Premiers camps nazis — Wikipédia

Des prisonniers gardés par des hommes de la SA s'alignent dans la cour du camp de concentration d'Oranienburg, 6 avril 1933.
Le commandant Theodor Eicke s'adresse à 600 prisonniers de Dachau libérés pour Noël 1933.

Les premiers camps étaient des lieux de détention extrajudiciaires établis dans l'Allemagne nazie en 1933. Bien que le système ait été en grande partie démantelé à la fin de l'année, ces camps furent précurseur des camps de concentration nazis.

Le 30 janvier 1933, Adolf Hitler devient chancelier après avoir conclu un accord en coulisse avec l'ancien chancelier, Franz von Papen[1]. Selon l'historien Nikolaus Wachsmann, les nazis n'avaient aucun projet de camps de concentration avant leur prise du pouvoir[2]. Le système des camps de concentration apparaît dans les mois suivants en raison du désir de supprimer des dizaines de milliers d'opposants au nazisme en Allemagne. L'incendie du Reichstag en février 1933 est le prétexte à des arrestations massives ; le décret sur les incendies du Reichstag supprime le droit à la liberté personnelle inscrit dans la Constitution de Weimar[1],[3]. Le premier camp est établi à Nohra (Thuringe) le 3 mars 1933 dans une école[4]. Les arrestations se multiplient après l'élection du 5 mars[1].

La base juridique des arrestations était la pratique antérieure de la « garde à vue », qui signifiait soit restreindre la liberté d'une personne pour sa propre protection, soit « mettre en garde à vue des éléments séditieux en cas d'urgence », y compris certains membres du Parti communiste allemand (KPD) dans la république de Weimar[1]. La détention préventive signifiait que l'emprisonnement pouvait se poursuivre après l'acquittement d'une personne ou après avoir purgé sa peine[4]. Les journaux de l'époque ont rendu compte des camps de concentration de manière très détaillée et ont diabolisé les prisonniers en les qualifiant d'éléments de gauche dangereux[5]. Quatre-vingts pour cent des prisonniers étaient communistes et dix pour cent sociaux-démocrates ; les dix pour cent restants étaient affiliés à un autre parti, des militants syndicaux ou aucun lien avec un parti politique[6]. À la fin de l'année, 241 anciens députés du Reichstag sous Weimar avaient été arrêtés[7]. De nombreux prisonniers ont été libérés à la fin de 1933, et après l'amnistie de Noël très médiatisée, seuls quelques dizaines de camps opéraient encore[8].

Le nombre de prisonniers en 1933-1934 est difficile à déterminer ; Jane Caplan (en) l'estime à 50 000, avec des arrestations dépassant peut-être 100 000[4], tandis que Wachsmann estime qu'entre 150 000 et 200 000 personnes ont été soumises à la détention sans procès en 1933[3]. Environ 70 camps ont été établis en 1933, dans n'importe quelle structure convenable pouvant détenir des prisonniers, y compris des usines vacantes, des prisons, des domaines ruraux, des écoles, des maisons de travail et des châteaux.
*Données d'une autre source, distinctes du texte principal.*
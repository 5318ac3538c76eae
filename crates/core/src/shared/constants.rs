/// Label assigned to a face that matches no gallery entry.
pub const UNKNOWN_LABEL: &str = "Unknown";

/// Width, in pixels, of the downscaled frame used for face localization.
pub const DEFAULT_WORKING_WIDTH: u32 = 700;

/// Frame rate stamped on recorded output.
pub const DEFAULT_OUTPUT_FPS: f64 = 15.0;

/// Camera settle time after the source is opened.
pub const DEFAULT_WARMUP_MS: u64 = 2000;

pub const BLAZEFACE_MODEL_NAME: &str = "blazeface_short_range.onnx";
pub const YOLO_FACE_MODEL_NAME: &str = "yolo11n-face.onnx";
pub const ARCFACE_MODEL_NAME: &str = "arcface_w600k_r50.onnx";

/// Title of the interactive output window.
pub const WINDOW_TITLE: &str = "Output";

#[cfg(target_os = "linux")]
pub const DEFAULT_CAMERA: &str = "/dev/video0";
#[cfg(target_os = "macos")]
pub const DEFAULT_CAMERA: &str = "0";
#[cfg(target_os = "windows")]
pub const DEFAULT_CAMERA: &str = "video=Integrated Camera";
#[cfg(not(any(target_os = "linux", target_os = "macos", target_os = "windows")))]
pub const DEFAULT_CAMERA: &str = "/dev/video0";
pub mod frame_annotator;
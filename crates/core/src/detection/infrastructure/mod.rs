pub mod execution_provider;
pub mod math;
pub mod model_factory;
pub mod model_resolver;
pub mod onnx_arcface_extractor;
pub mod onnx_blazeface_locator;
pub mod onnx_yolo_locator;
De nombreux sites ont ensuite été réutilisés comme centres de détention nazis[4],[3]. Il n'y avait pas de système national[8]; les camps étaient gérés par la police locale, les SS et les SA, les ministères de l'Intérieur de l'État ou une combinaison des éléments ci-dessus[4],[3]. Les premiers camps en 1933–1934 étaient hétérogènes et contrairement à ceux créés en 1936 et après, dans des aspects fondamentaux tels que l'organisation, les conditions et les groupes emprisonnés[9]. Par conséquent, les chercheurs ont commencé à les appeler « premiers camps » plutôt que « camps de concentration »[9]. Bien que ceux-ci n'étaient pas des sites de meurtres en chaîne[3], leur violence sans précédent a marqué la fin de la république de Weimar[9].

Notes et références[modifier | modifier le code]
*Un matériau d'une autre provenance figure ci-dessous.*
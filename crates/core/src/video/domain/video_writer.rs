use std::path::Path;

use crate::shared::frame::Frame;
use crate::shared::video_metadata::VideoMetadata;

/// Abstracts video encoding so the frame loop can record output without
/// depending on a specific codec library.
pub trait VideoWriter: Send {
    fn open(
        &mut self,
        path: &Path,
        metadata: &VideoMetadata,
    ) -> Result<(), Box<dyn std::error::Error>>;

    fn write(&mut self, frame: &Frame) -> Result<(), Box<dyn std::error::Error>>;

    /// Flushes buffered packets and finalizes the container.
    fn close(&mut self) -> Result<(), Box<dyn std::error::Error>>;
}
/// BlazeFace face locator using ONNX Runtime via `ort`.
///
/// The fast locator: a single small network producing boxes only. Backs
/// the `hog` detection model.
use std::path::Path;

use crate::detection::domain::face_locator::FaceLocator;
use crate::shared::bounding_box::{BoundingBox, WorkingSpace};
use crate::shared::frame::Frame;

use super::execution_provider::session_builder;
use super::math::{nms, sigmoid, RawDetection};

/// BlazeFace model input resolution.
const INPUT_SIZE: u32 = 128;

/// Default confidence threshold.
pub const DEFAULT_CONFIDENCE: f64 = 0.5;

const NMS_IOU_THRESH: f64 = 0.3;

/// Number of BlazeFace anchors (short-range model).
const NUM_ANCHORS: usize = 896;

/// Values per anchor in the regressor output (box deltas + 6 keypoints).
const REGRESSOR_STRIDE: usize = 16;

pub struct OnnxBlazefaceLocator {
    session: ort::session::Session,
    confidence: f64,
    anchors: Vec<[f32; 2]>,
}

impl OnnxBlazefaceLocator {
    pub fn new(model_path: &Path, confidence: f64) -> Result<Self, Box<dyn std::error::Error>> {
        let session = session_builder()?.commit_from_file(model_path)?;
        log::debug!("Loaded BlazeFace model from {}", model_path.display());
        Ok(Self {
            session,
            confidence,
            anchors: generate_anchors(),
        })
    }
}

impl FaceLocator for OnnxBlazefaceLocator {
    fn locate(
        &mut self,
        frame: &Frame,
    ) -> Result<Vec<BoundingBox<WorkingSpace>>, Box<dyn std::error::Error>> {
        let input_tensor = preprocess(frame, INPUT_SIZE);
        let input_value = ort::value::Tensor::from_array(input_tensor)?;
        let outputs = self.session.run(ort::inputs![input_value])?;

        // regressors: [1, 896, 16], classificators: [1, 896, 1]
        if outputs.len() < 2 {
            return Err(
                format!("BlazeFace model expected 2 outputs, got {}", outputs.len()).into(),
            );
        }

        let regressors = outputs[0].try_extract_array::<f32>()?;
        let scores = outputs[1].try_extract_array::<f32>()?;
        let reg_data = regressors.as_slice().ok_or("Cannot get regressor slice")?;
        let score_data = scores.as_slice().ok_or("Cannot get score slice")?;

        let mut raw = decode(
            reg_data,
            score_data,
            &self.anchors,
            self.confidence as f32,
            frame.width(),
            frame.height(),
        );
        let kept = nms(&mut raw, NMS_IOU_THRESH);

        Ok(kept
            .iter()
            .filter_map(|d| d.to_box(frame.width(), frame.height()))
            .collect())
    }
}

/// Decodes anchor-relative boxes above `confidence` into frame pixels.
fn decode(
    reg_data: &[f32],
    score_data: &[f32],
    anchors: &[[f32; 2]],
    confidence: f32,
    fw: u32,
    fh: u32,
) -> Vec<RawDetection> {
    let mut dets = Vec::new();
    let num_anchors = anchors.len().min(NUM_ANCHORS);

    for (i, &raw_score) in score_data.iter().enumerate().take(num_anchors) {
        let score = sigmoid(raw_score);
        if score < confidence {
            continue;
        }

        let offset = i * REGRESSOR_STRIDE;
        if offset + 4 > reg_data.len() {
            break;
        }

        let anchor = anchors[i];
        let cx = anchor[0] + reg_data[offset] / INPUT_SIZE as f32;
        let cy = anchor[1] + reg_data[offset + 1] / INPUT_SIZE as f32;
        let w = reg_data[offset + 2] / INPUT_SIZE as f32;
        let h = reg_data[offset + 3] / INPUT_SIZE as f32;

        dets.push(RawDetection {
            x1: ((cx - w / 2.0) * fw as f32) as f64,
            y1: ((cy - h / 2.0) * fh as f32) as f64,
            x2: ((cx + w / 2.0) * fw as f32) as f64,
            y2: ((cy + h / 2.0) * fh as f32) as f64,
            score: score as f64,
        });
    }
    dets
}

/// Resize frame to `size × size` and normalize to [0,1] NCHW float32.
fn preprocess(frame: &Frame, size: u32) -> ndarray::Array4<f32> {
    let src = frame.as_ndarray();
    let src_h = frame.height() as usize;
    let src_w = frame.width() as usize;
    let s = size as usize;

    let mut tensor = ndarray::Array4::<f32>::zeros((1, 3, s, s));

    for y in 0..s {
        let src_y = (((y as f64 + 0.5) * src_h as f64 / s as f64) as usize).min(src_h - 1);
        for x in 0..s {
            let src_x = (((x as f64 + 0.5) * src_w as f64 / s as f64) as usize).min(src_w - 1);
            for c in 0..3 {
                tensor[[0, c, y, x]] = src[[src_y, src_x, c]] as f32 / 255.0;
            }
        }
    }

    tensor
}

/// Short-range anchors: a 16×16 grid with 2 anchors per cell, then an
/// 8×8 grid with 6.
fn generate_anchors() -> Vec<[f32; 2]> {
    let strides = [(8, 2), (16, 6)];
    let mut anchors = Vec::with_capacity(NUM_ANCHORS);

    for &(stride, num) in &strides {
        let grid_size = INPUT_SIZE as usize / stride;
        for y in 0..grid_size {
            for x in 0..grid_size {
                let cx = (x as f32 + 0.5) / grid_size as f32;
                let cy = (y as f32 + 0.5) / grid_size as f32;
                for _ in 0..num {
                    anchors.push([cx, cy]);
                }
            }
        }
    }

    anchors
}

#[cfg(test)]
mod tests {
    use super::*;

    #[test]
    fn test_preprocess_shape() {
        let frame = Frame::rgb(vec![128u8; 200 * 100 * 3], 200, 100, 0);
        let tensor = preprocess(&frame, 128);
        assert_eq!(tensor.shape(), &[1, 3, 128, 128]);
    }

    #[test]
    fn test_preprocess_normalized() {
        let frame = Frame::rgb(vec![255u8; 50 * 50 * 3], 50, 50, 0);
        let tensor = preprocess(&frame, 128);
        assert!((tensor[[0, 0, 0, 0]] - 1.0).abs() < 0.01);
    }

    #[test]
    fn test_generate_anchors_count() {
        assert_eq!(generate_anchors().len(), NUM_ANCHORS);
    }

    #[test]
    fn test_anchors_in_unit_range() {
        for a in &generate_anchors() {
            assert!(a[0] > 0.0 && a[0] < 1.0);
            assert!(a[1] > 0.0 && a[1] < 1.0);
        }
    }

    #[test]
    fn test_decode_skips_low_scores() {
        let anchors = vec![[0.5, 0.5]; 2];
        let reg = vec![0.0; 2 * REGRESSOR_STRIDE];
        let scores = vec![-10.0, -10.0];
        assert!(decode(&reg, &scores, &anchors, 0.5, 100, 100).is_empty());
    }

    #[test]
    fn test_decode_centers_box_on_anchor() {
        let anchors = vec![[0.5, 0.5]];
        let mut reg = vec![0.0; REGRESSOR_STRIDE];
        // 32/128 of the frame in each direction
        reg[2] = 32.0;
        reg[3] = 32.0;
        let dets = decode(&reg, &[10.0], &anchors, 0.5, 400, 200);
        assert_eq!(dets.len(), 1);
        let d = &dets[0];
        assert!((d.x1 - 150.0).abs() < 1e-3);
        assert!((d.x2 - 250.0).abs() < 1e-3);
        assert!((d.y1 - 75.0).abs() < 1e-3);
        assert!((d.y2 - 125.0).abs() < 1e-3);
    }

    #[test]
    fn test_decoded_box_maps_to_trbl() {
        let anchors = vec![[0.5, 0.5]];
        let mut reg = vec![0.0; REGRESSOR_STRIDE];
        reg[2] = 32.0;
        reg[3] = 32.0;
        let dets = decode(&reg, &[10.0], &anchors, 0.5, 400, 200);
        let b = dets[0].to_box(400, 200).unwrap();
        assert_eq!((b.top, b.right, b.bottom, b.left), (75, 250, 125, 150));
    }
}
  1. a b c et d White 2009, p. 3.
  2. Wachsmann 2009, p. 19.
  3. a b c d et e Buggeln 2015, p. 334.
  4. a b c d et e White 2009, p. 5.
  5. Fings 2009, p. 110–111.
  6. White 2009, p. 8.
  7. White 2009, p. 9.
  8. a et b Wachsmann 2009, p. 20.
  9. a b et c Orth 2009a, p. 183.

Voir aussi[modifier | modifier le code]

Articles connexes[modifier | modifier le code]

Notes et références[modifier | modifier le code]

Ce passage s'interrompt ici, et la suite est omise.